Blackstreet Buys Pennysaver Assets
Amidst print sector decline, the distressed investor bets on shoppers.
January 15, 2010
Amidst dislocation in the print media sector, distressed investor Blackstreet Capital Management, LLC purchased the assets of Pennysaver Group, Inc. out of bankruptcy. Terms of the transaction were not disclosed.
The Hanover, Maryland-based publisher of direct mail shopper publisher was formerly a portfolio company of the New York City-based private equity investment firm SV Investment Partners. SV Investment, formerly known as Schroder Ventures US, acquired the publisher in April 2006.

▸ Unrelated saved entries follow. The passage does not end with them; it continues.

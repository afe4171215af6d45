//! Health endpoints: liveness & readiness probes for orchestration and load
//! balancers. Readiness flips on once migrations have run and the pool is
//! built, so traffic never reaches tables without their isolation policies.

use std::sync::atomic::{AtomicBool, Ordering};

use actix_web::{HttpResponse, get, http::header, web};

/// Shared health state for readiness and liveness checks.
pub struct HealthState {
    ready: AtomicBool,
    live: AtomicBool,
}

impl Default for HealthState {
    fn default() -> Self {
        Self {
            ready: AtomicBool::new(false),
            live: AtomicBool::new(true),
        }
    }
}

impl HealthState {
    /// Create a new health state starting as not ready but live.
    pub fn new() -> Self {
        Self::default()
    }

    /// Mark the service as ready.
    pub fn mark_ready(&self) {
        self.ready.store(true, Ordering::Release);
    }

    /// Flag the service as unhealthy so liveness checks fail fast during
    /// shutdown.
    pub fn mark_unhealthy(&self) {
        self.live.store(false, Ordering::Release);
    }

    /// Return readiness state.
    pub fn is_ready(&self) -> bool {
        self.ready.load(Ordering::Acquire)
    }

    /// Return liveness state. When false, liveness probes emit 503 to
    /// trigger restarts.
    pub fn is_alive(&self) -> bool {
        self.live.load(Ordering::Acquire)
    }

    fn probe_response(probe_ok: bool) -> HttpResponse {
        let mut response = if probe_ok {
            HttpResponse::Ok()
        } else {
            HttpResponse::ServiceUnavailable()
        };

        response
            .insert_header((header::CACHE_CONTROL, "no-store"))
            .finish()
    }
}

/// Readiness probe. 200 once dependencies are initialised; 503 otherwise.
#[utoipa::path(
    get,
    path = "/health/ready",
    tags = ["health"],
    responses(
        (status = 200, description = "Server is ready to handle traffic"),
        (status = 503, description = "Server is not ready")
    )
)]
#[get("/health/ready")]
pub async fn ready(state: web::Data<HealthState>) -> HttpResponse {
    HealthState::probe_response(state.is_ready())
}

/// Liveness probe. 200 while the process is marked alive, 503 once
/// draining. Call [`HealthState::mark_unhealthy`] before graceful shutdown.
#[utoipa::path(
    get,
    path = "/health/live",
    tags = ["health"],
    responses(
        (status = 200, description = "Server is alive"),
        (status = 503, description = "Server is shutting down")
    )
)]
#[get("/health/live")]
pub async fn live(state: web::Data<HealthState>) -> HttpResponse {
    HealthState::probe_response(state.is_alive())
}

#[cfg(test)]
mod tests {
    use super::*;
    use actix_web::http::StatusCode;
    use actix_web::App;
    use actix_web::test as actix_test;
    use rstest::rstest;

    #[rstest]
    fn health_state_transitions() {
        let state = HealthState::new();
        assert!(!state.is_ready());
        assert!(state.is_alive());

        state.mark_ready();
        assert!(state.is_ready());

        state.mark_unhealthy();
        assert!(!state.is_alive());
    }

    #[actix_web::test]
    async fn ready_reports_503_until_marked() {
        let state = web::Data::new(HealthState::new());
        let app =
            actix_test::init_service(App::new().app_data(state.clone()).service(ready)).await;

        let res = actix_test::call_service(
            &app,
            actix_test::TestRequest::get().uri("/health/ready").to_request(),
        )
        .await;
        assert_eq!(res.status(), StatusCode::SERVICE_UNAVAILABLE);

        state.mark_ready();
        let res = actix_test::call_service(
            &app,
            actix_test::TestRequest::get().uri("/health/ready").to_request(),
        )
        .await;
        assert_eq!(res.status(), StatusCode::OK);
    }
}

Blackstreet Capital founder and managing partner Murry N. Gunty and principal Lawrence S. Berger led the transaction for the Bethesda, Maryland-based firm.
In speaking with Mergers & Acquisitions, Berger said he expects the company will face growth opportunities as a results of efforts to “increase circulation and increase advertising.” He noted the difficulty advertisers face in trying to reach local customers and said the medium is more effective than web advertising or local newspapers.
Gunty was formerly a general partner at the midmarket firm Jacobson Partners, L.P. Berger joined Blackstreet Capital in 2006, following a career at Boston Consulting Group Inc. and The Washington Post.
The transaction is the first acquisition using capital raised from Blackstreet’s second fund, Blackstreet Capital Partners II, LP. The fund raised $91 million of equity capital in 2008, and is targeting $125 million.
Formerly known as Milestone Capital Management, LLC, the private equity firm changed its name to Blackstreet Capital Management in February 2007 following its spinout from Milestone Merchant Partners, LLC. Blackstreet currently manages about $200 million in capital.